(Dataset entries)
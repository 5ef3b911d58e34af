//! Error types for links, transports and the connection orchestrator.

use thiserror::Error;

use crate::entrypoint::ClientState;
use crate::queue::QueueKind;
use crate::types::{LinkId, RequestId};

/// Errors that can occur during link operations.
#[derive(Error, Debug, Clone, PartialEq, Eq)]
pub enum LinkError {
    /// A bounded queue reached its capacity.
    #[error("{queue} queue is full (capacity {capacity})")]
    QueueFull {
        /// The queue that refused the message.
        queue: QueueKind,
        /// Its configured capacity.
        capacity: usize,
    },

    /// The link could not reach its peer.
    #[error("link {id} failed: {reason}")]
    Failed {
        /// The failed link.
        id: LinkId,
        /// Transport failure description.
        reason: String,
    },

    /// The link was stopped before the awaited event happened.
    #[error("link {id} stopped")]
    Stopped {
        /// The stopped link.
        id: LinkId,
    },

    /// Another link already uses this id in the registry.
    #[error("link {id} is already registered")]
    AlreadyRegistered {
        /// The duplicate id.
        id: LinkId,
    },

    /// Operation not allowed in the link's current lifecycle state.
    #[error("invalid link state: {0}")]
    InvalidState(String),
}

/// Result type for link operations.
pub type LinkResult<T> = Result<T, LinkError>;

/// Errors reported by a [`Transport`](crate::Transport) implementation.
#[derive(Error, Debug, Clone, PartialEq, Eq)]
pub enum TransportError {
    /// Nobody listens on the endpoint.
    #[error("connection to {endpoint} refused")]
    ConnectionRefused {
        /// Endpoint that refused.
        endpoint: String,
    },

    /// Address already has a listener.
    #[error("address {address} is already in use")]
    AddressInUse {
        /// Contested address.
        address: String,
    },

    /// The session was closed.
    #[error("session closed")]
    Closed,

    /// Serialization failure on the wire.
    #[error("codec error: {0}")]
    Codec(String),
}

/// Errors that can occur during orchestrator and entrypoint operations.
#[derive(Error, Debug, Clone, PartialEq, Eq)]
pub enum HaError {
    /// The node has not been started, or was stopped.
    #[error("node is not started")]
    NotStarted,

    /// The entrypoint exchange did not complete in time.
    #[error("entrypoint request timed out")]
    Timeout,

    /// The acceptor refused the entrypoint request.
    #[error("entrypoint request rejected: {0}")]
    Rejected(String),

    /// Entrypoint client asked for a transition its state machine forbids.
    #[error("invalid entrypoint client transition {from:?} -> {to:?}")]
    InvalidTransition {
        /// Current state.
        from: ClientState,
        /// Requested state.
        to: ClientState,
    },

    /// No pending entrypoint request carries this id.
    #[error("unknown entrypoint request {id}")]
    UnknownRequest {
        /// The id that was not found.
        id: RequestId,
    },

    /// The link is not managed by this node.
    #[error("unknown link {id}")]
    UnknownLink {
        /// The id that was not found.
        id: LinkId,
    },

    /// Transport failure.
    #[error(transparent)]
    Transport(#[from] TransportError),

    /// Link failure.
    #[error(transparent)]
    Link(#[from] LinkError),
}

/// Result type for orchestrator operations.
pub type HaResult<T> = Result<T, HaError>;
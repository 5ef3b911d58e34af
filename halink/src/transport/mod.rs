//! Transport interfaces consumed by links and the orchestrator.
//!
//! The transport owns connection establishment and wire encoding. A link
//! only needs to open a [`Session`] towards its peer, post one message at a
//! time on it and learn, through a [`PostReceipt`], when the peer replied
//! and when the outbound buffer may be reused.
//!
//! ```text
//!   Link task                       Transport                    Peer node
//!   ─────────                       ─────────                    ─────────
//!   open(endpoint) ───────────────► Session
//!   post(&msg) ───────────────────► encode ──────────────────► InboundHandler::deliver
//!        ◄── receipt.replied ◄───── DeliveryStatus ◄──────────────────┘
//!        ◄── receipt.released
//!   close() ──────────────────────►
//! ```

mod local;

pub use local::LocalNetwork;

use std::sync::Arc;

use async_trait::async_trait;
use serde::{Deserialize, Serialize};
use tokio::sync::oneshot;

use crate::entrypoint::{EntrypointReply, EntrypointRequest};
use crate::error::TransportError;
use crate::message::Message;

/// Receiver's verdict on one posted message.
#[derive(Debug, Clone, Copy, PartialEq, Eq, Serialize, Deserialize)]
pub enum DeliveryStatus {
    /// Enqueued into the destination link's inbound queue.
    Accepted,
    /// No link with the destination id is registered on the receiver.
    NoSuchLink,
    /// The destination link's inbound queue is at capacity.
    QueueFull,
}

/// Completion signals of one posted message.
#[derive(Debug)]
pub struct PostReceipt {
    /// Resolves with the receiver's verdict. A dropped sender means the
    /// reply was lost.
    pub replied: oneshot::Receiver<DeliveryStatus>,
    /// Resolves once the transport no longer needs the outbound buffer.
    pub released: oneshot::Receiver<()>,
}

/// An open session towards one remote endpoint.
#[async_trait]
pub trait Session: Send + Sync {
    /// Remote endpoint of this session.
    fn endpoint(&self) -> &str;

    /// Hand one message to the transport. Must not block: the caller may
    /// hold a link lock.
    fn post(&self, msg: &Message) -> Result<PostReceipt, TransportError>;

    /// Perform an entrypoint request/reply exchange.
    async fn call_entrypoint(
        &self,
        request: EntrypointRequest,
    ) -> Result<EntrypointReply, TransportError>;

    /// Close the session.
    async fn close(&self) -> Result<(), TransportError>;
}

/// Receiving side of a node, registered with [`Transport::listen`].
#[async_trait]
pub trait InboundHandler: Send + Sync {
    /// Route one inbound message to its link.
    fn deliver(&self, msg: Message) -> DeliveryStatus;

    /// Answer an entrypoint request.
    async fn entrypoint(&self, request: EntrypointRequest) -> EntrypointReply;
}

/// Session factory and listener registry.
#[async_trait]
pub trait Transport: Clone + Send + Sync + 'static {
    /// Open a session to `endpoint`.
    async fn open(&self, endpoint: &str) -> Result<Box<dyn Session>, TransportError>;

    /// Start serving `address` with `handler`.
    fn listen(&self, address: &str, handler: Arc<dyn InboundHandler>)
    -> Result<(), TransportError>;

    /// Stop serving `address`. Unknown addresses are ignored.
    fn unlisten(&self, address: &str);
}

**What is required**
All that should appear in the response is the run of lines from the first line of the entries through the line containing "current lifecycle state.", copied exactly.

**Answer section**
repository 5ef3b911d58e34af
//! Error types for links, transports and the connection orchestrator.

use thiserror::Error;

use crate::entrypoint::ClientState;
use crate::queue::QueueKind;
use crate::types::{LinkId, RequestId};

/// Errors that can occur during link operations.
#[derive(Error, Debug, Clone, PartialEq, Eq)]
pub enum LinkError {
    /// A bounded queue reached its capacity.
    #[error("{queue} queue is full (capacity {capacity})")]
    QueueFull {
        /// The queue that refused the message.
        queue: QueueKind,
        /// Its configured capacity.
        capacity: usize,
    },

    /// The link could not reach its peer.
    #[error("link {id} failed: {reason}")]
    Failed {
        /// The failed link.
        id: LinkId,
        /// Transport failure description.
        reason: String,
    },

    /// The link was stopped before the awaited event happened.
    #[error("link {id} stopped")]
    Stopped {
        /// The stopped link.
        id: LinkId,
    },

    /// Another link already uses this id in the registry.
    #[error("link {id} is already registered")]
    AlreadyRegistered {
        /// The duplicate id.
        id: LinkId,
    },

    /// Operation not allowed in the link's current lifecycle state.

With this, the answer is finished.